What the task requires — Determine how many lines below include the string "conversations". Reply with the number only.

===== Input records =====

//! ChatStore trait: persistence of conversation transcripts.
//!
//! A store is a mapping from conversation id to an ordered list of
//! [`Message`]s. The mapping is the single source of truth: the session
//! manager reads a copy, appends to it, and writes the whole list back.

use async_trait::async_trait;
use crate::error::StoreError;
use crate::message::{ConversationMap, Message};

/// The core ChatStore trait.
///
/// Implementations: whole-file JSON, per-conversation directory, SQLite,
/// in-memory (for testing).
#[async_trait]
pub trait ChatStore: Send + Sync {
    /// The backend name (e.g., "json_file", "sqlite").
    fn name(&self) -> &str;

    /// Read every conversation.
    ///
    /// Fails with [`StoreError::Corrupted`] when the persisted data cannot be
    /// read or decoded.
    async fn load_all(&self) -> Result<ConversationMap, StoreError>;

    /// Replace the entire persisted mapping with `conversations`.
    async fn save_all(&self, conversations: &ConversationMap) -> Result<(), StoreError>;

    /// Read one conversation. Fails with [`StoreError::NotFound`] if absent.
    async fn get(&self, id: &str) -> Result<Vec<Message>, StoreError> {
        let mut all = self.load_all().await?;
        all.remove(id).ok_or_else(|| StoreError::NotFound(id.to_string()))
    }

    /// Set `id` to `messages`, creating the conversation if needed.
    ///
    /// The default is a read-modify-write of the full mapping. Backends with
    /// key-addressable storage override it to touch only one conversation.
    async fn save(&self, id: &str, messages: &[Message]) -> Result<(), StoreError> {
        let mut all = self.load_all().await?;
        all.insert(id.to_string(), messages.to_vec());
        self.save_all(&all).await
    }

    /// Whether a conversation exists.
    async fn contains(&self, id: &str) -> Result<bool, StoreError> {
        match self.get(id).await {
            Ok(_) => Ok(true),
            Err(StoreError::NotFound(_)) => Ok(false),
            Err(e) => Err(e),
        }
    }
}
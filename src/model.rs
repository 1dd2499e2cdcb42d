//! Data types shared by intake, analysis, chat, and the controller.
//!
//! Everything here is plain data: serialisable, cloneable, and free of any
//! provider handle. The opaque chat session lives in [`crate::pipeline::chat`].

use serde::{Deserialize, Deserializer, Serialize};
use std::ops::RangeInclusive;

/// Number of metrics the analysis prompt asks for. Requested, not enforced.
pub const REQUESTED_METRICS: RangeInclusive<usize> = 4..=6;

/// A validated report ready to be sent to the model.
#[derive(Debug, Clone, PartialEq, Eq, Serialize, Deserialize)]
pub struct UploadedDocument {
    /// Whole file, standard base64 with padding.
    pub content: String,
    /// Always `application/pdf` for documents produced by intake.
    pub mime_type: String,
    /// File name as selected by the user (no directories).
    pub name: String,
}

impl UploadedDocument {
    /// Size of the original file in bytes, derived from the base64 length.
    ///
    /// Never panics, even on hand-built content that is not valid base64.
    pub fn byte_len(&self) -> usize {
        let padding = self.content.bytes().rev().take_while(|&b| b == b'=').count();
        ((self.content.len() / 4) * 3).saturating_sub(padding.min(2))
    }
}

/// Overall verdict on the company.
#[derive(Debug, Clone, Copy, PartialEq, Eq, Hash, Default, Serialize, Deserialize)]
#[serde(rename_all = "UPPERCASE")]
pub enum HealthStatus {
    Healthy,
    Caution,
    Unhealthy,
    /// Client-side fallback when the reply has no recognisable status.
    #[default]
    #[serde(other)]
    Unknown,
}

impl HealthStatus {
    /// The values the model is allowed to emit.
    pub const REQUESTED: [HealthStatus; 3] = [
        HealthStatus::Healthy,
        HealthStatus::Unhealthy,
        HealthStatus::Caution,
    ];

    /// Wire string, as used in the response schema.
    pub fn as_str(self) -> &'static str {
        match self {
            HealthStatus::Healthy => "HEALTHY",
            HealthStatus::Caution => "CAUTION",
            HealthStatus::Unhealthy => "UNHEALTHY",
            HealthStatus::Unknown => "UNKNOWN",
        }
    }

    /// Map a wire string to a status; anything unrecognised is `Unknown`.
    pub fn from_wire(s: &str) -> Self {
        match s.trim().to_ascii_uppercase().as_str() {
            "HEALTHY" => HealthStatus::Healthy,
            "CAUTION" => HealthStatus::Caution,
            "UNHEALTHY" => HealthStatus::Unhealthy,
            _ => HealthStatus::Unknown,
        }
    }
}

/// Accepts a missing, `null`, or unrecognised status as [`HealthStatus::Unknown`].
fn lenient_status<'de, D>(deserializer: D) -> Result<HealthStatus, D::Error>
where
    D: Deserializer<'de>,
{
    let raw = Option::<String>::deserialize(deserializer)?;
    Ok(raw.as_deref().map(HealthStatus::from_wire).unwrap_or_default())
}

/// Verdict on a single indicator.
#[derive(Debug, Clone, Copy, PartialEq, Eq, Hash, Serialize, Deserialize)]
pub enum MetricStatus {
    #[serde(alias = "good", alias = "GOOD")]
    Good,
    #[serde(alias = "bad", alias = "BAD")]
    Bad,
    #[serde(alias = "neutral", alias = "NEUTRAL")]
    Neutral,
}

/// One financial indicator extracted from the report.
#[derive(Debug, Clone, PartialEq, Eq, Serialize, Deserialize)]
pub struct MetricFinding {
    /// e.g. "Profitability", "Solvency".
    pub category: String,
    /// The professional term, e.g. "Current Ratio".
    pub term: String,
    /// Approximate value or qualitative assessment, e.g. "15%" or "High".
    pub value: String,
    pub status: MetricStatus,
    /// Brief professional explanation.
    pub explanation: String,
    /// Plain-language analogy for a non-expert.
    pub metaphor: String,
}

/// The structured checkup produced by one analysis call.
#[derive(Debug, Clone, PartialEq, Eq, Serialize, Deserialize)]
pub struct AnalysisResult {
    #[serde(default, deserialize_with = "lenient_status")]
    pub status: HealthStatus,
    pub summary: String,
    pub metrics: Vec<MetricFinding>,
}

impl AnalysisResult {
    /// Whether the metric count matches what the prompt asked for.
    pub fn within_requested_range(&self) -> bool {
        REQUESTED_METRICS.contains(&self.metrics.len())
    }
}

/// Who said a transcript line.
#[derive(Debug, Clone, Copy, PartialEq, Eq, Hash, Serialize, Deserialize)]
#[serde(rename_all = "lowercase")]
pub enum Speaker {
    User,
    Assistant,
}

/// One line of the visible conversation.
#[derive(Debug, Clone, PartialEq, Eq, Serialize, Deserialize)]
pub struct ConversationTurn {
    pub speaker: Speaker,
    pub text: String,
}

impl ConversationTurn {
    pub fn user(text: impl Into<String>) -> Self {
        Self {
            speaker: Speaker::User,
            text: text.into(),
        }
    }

    pub fn assistant(text: impl Into<String>) -> Self {
        Self {
            speaker: Speaker::Assistant,
            text: text.into(),
        }
    }
}

/// Append-only record of the visible conversation for one document.
///
/// Only the controller appends; turns are never edited or reordered.
#[derive(Debug, Clone, Default, PartialEq, Eq, Serialize, Deserialize)]
pub struct Transcript {
    turns: Vec<ConversationTurn>,
}

impl Transcript {
    pub(crate) fn push(&mut self, turn: ConversationTurn) {
        self.turns.push(turn);
    }

    pub fn turns(&self) -> &[ConversationTurn] {
        &self.turns
    }

    pub fn len(&self) -> usize {
        self.turns.len()
    }

    pub fn is_empty(&self) -> bool {
        self.turns.is_empty()
    }

    /// The newest turn; the renderer keeps this one in view.
    pub fn last(&self) -> Option<&ConversationTurn> {
        self.turns.last()
    }

    pub fn iter(&self) -> std::slice::Iter<'_, ConversationTurn> {
        self.turns.iter()
    }
}

impl<'a> IntoIterator for &'a Transcript {
    type Item = &'a ConversationTurn;
    type IntoIter = std::slice::Iter<'a, ConversationTurn>;

    fn into_iter(self) -> Self::IntoIter {
        self.turns.iter()
    }
}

=====

Answer section — 2